Although I have seen one person lash back at someone telling them to have a nice day with: you don’t really care! So I guess it can annoy people.
I follow people back out of courtesy and even if I read people blog post, I dont necessarily always like it but I have tried the tactic of liking someone post but it feels unethical. Why lie to them and hit the “Like” button? It’s fake acknowledgement and false achievement. In my opinion, it’s not the best strategy if you want your writing to improve. In fact it’s more of waste of time when you are not given constructive feedbacks. However if you just want to gain popularity for popularity sake and the numbers do mean something in terms of validating one self esteem, or the possibility of gaining revenue as the end goal, then go for it.

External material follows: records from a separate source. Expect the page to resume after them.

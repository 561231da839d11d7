//! Shared PDF builders for integration tests.
//!
//! Documents are created programmatically with lopdf: one Helvetica text
//! line per page, optionally with an /Info dictionary.

#![allow(dead_code)]

use lopdf::{Dictionary, Object, Stream, StringFormat, dictionary};

/// Build a PDF whose page `i` shows the single line `texts[i]`.
pub fn pdf_with_pages(texts: &[&str]) -> Vec<u8> {
    build(texts, None)
}

/// Build a PDF with the given pages and /Info title and author.
pub fn pdf_with_info(texts: &[&str], title: &str, author: &str) -> Vec<u8> {
    let info = dictionary! {
        "Title" => Object::String(title.as_bytes().to_vec(), StringFormat::Literal),
        "Author" => Object::String(author.as_bytes().to_vec(), StringFormat::Literal),
    };
    build(texts, Some(info))
}

/// Build a PDF like [`pdf_with_pages`] whose page `broken` points its
/// /Contents at an object that does not exist.
pub fn pdf_with_dangling_contents(texts: &[&str], broken: usize) -> Vec<u8> {
    let mut doc = lopdf::Document::load_mem(&build(texts, None)).unwrap();
    let page_id = doc.get_pages()[&(broken as u32 + 1)];
    if let Ok(page_obj) = doc.get_object_mut(page_id) {
        if let Ok(dict) = page_obj.as_dict_mut() {
            dict.set("Contents", Object::Reference((9999, 0)));
        }
    }
    let mut buf = Vec::new();
    doc.save_to(&mut buf).unwrap();
    buf
}

fn build(texts: &[&str], info: Option<Dictionary>) -> Vec<u8> {
    let mut doc = lopdf::Document::with_version("1.5");

    let font_id = doc.add_object(dictionary! {
        "Type" => "Font",
        "Subtype" => "Type1",
        "BaseFont" => "Helvetica",
    });
    let media_box = vec![
        Object::Integer(0),
        Object::Integer(0),
        Object::Integer(612),
        Object::Integer(792),
    ];

    let mut page_ids = Vec::new();
    for text in texts {
        let content = format!("BT /F1 12 Tf 72 720 Td ({text}) Tj ET");
        let content_id = doc.add_object(Stream::new(dictionary! {}, content.into_bytes()));
        page_ids.push(doc.add_object(dictionary! {
            "Type" => "Page",
            "MediaBox" => media_box.clone(),
            "Contents" => Object::Reference(content_id),
            "Resources" => dictionary! {
                "Font" => dictionary! { "F1" => Object::Reference(font_id) },
            },
        }));
    }

    let kids: Vec<Object> = page_ids.iter().map(|id| Object::Reference(*id)).collect();
    let pages_id = doc.add_object(dictionary! {
        "Type" => "Pages",
        "Kids" => kids,
        "Count" => Object::Integer(texts.len() as i64),
    });
    for &pid in &page_ids {
        if let Ok(page_obj) = doc.get_object_mut(pid) {
            if let Ok(dict) = page_obj.as_dict_mut() {
                dict.set("Parent", Object::Reference(pages_id));
            }
        }
    }

    let catalog_id = doc.add_object(dictionary! {
        "Type" => "Catalog",
        "Pages" => Object::Reference(pages_id),
    });
    doc.trailer.set("Root", Object::Reference(catalog_id));
    if let Some(info) = info {
        let info_id = doc.add_object(info);
        doc.trailer.set("Info", Object::Reference(info_id));
    }

    let mut buf = Vec::new();
    doc.save_to(&mut buf).unwrap();
    buf
}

I suppose it depends on what you hope to accomplish with your blog. Some people really are most interested in blog growth or are approaching it as a business venture rather than a creative one. I know that I have met a lot of bloggers throughout the years that primarily wanted a blog with a lot of followers. To each his own, I suppose.
The product should speak for itself. Anything else is like soliciting. But that’s my just 2 cents.
I don’t know anything about anime but I try to read your posts because I like how you write and you actually have got me interested in certain shows with your reviews. I will at times like an article before finishing it just because of time constraints however. My own personal situation chasing a toddler around and work and everything it’s hard enough to write my own posts let alone keep up with blogs I follow. That said, I’ll take the likes even if someone can’t or doesn’t want to finish it. 😂 A gesture of kindness or in my case, pity. Lmao. Great post ☺️
First this is one of the best comments I have gotten in a while. hank you so much. It makes my day. And if you ever do end up watching an anime I recommended – I sure hope you don’t hate it. The pressure.
And I’m sure you’re not getting pity likes. Pinkie has built up a great reader base….even if I do say so myself. cough.
I don’t think you should worry about the consequences of a recommendation. If I were to take a recommendation and it wasn’t for me I wouldn’t hold it against you. I don’t think any reasonable human being should hold that against a reviewer. And I am super grateful to have met Pinkie. We have a lot of fun and she makes me feel apart of a team or a partner. Very encouraging. I love doing it – it’s a lot of fun. And you’re great at what you do. ☺️
“… I realize that I really didn’t take the time to consider that some bloggers may prefer not to be associated with my blog in any way. I’ve never received any complaints but I might want to consider getting proper approvals in the future. What do you guys think?”
I’ve had similar thoughts myself since I do my monthly favorites. I’ve never stated it, but I run by the policy of ‘I link stuff I like/find relevant, but would 100% remove a link/mention/etc should someone ask me to do so’. I’ve never had someone contact me to remove a link, but it is food for though. It’d certainly be really considerate to ask before linking, but I think that’d get a bit overwhelming depending on your output posting-wise.
I’ve found even in my experiance, that in 98% of the link backs, the original author is flattered. (I know I am!) Provided, like you said that the link back is context relevant, and/or adds to discussion.
I’m flattered too when it happens. On a practical basis it could take weeks before you hear back from some bloggers so it would make round up posts much more difficult to put together. Might not be worth it for a lot ofbloggers.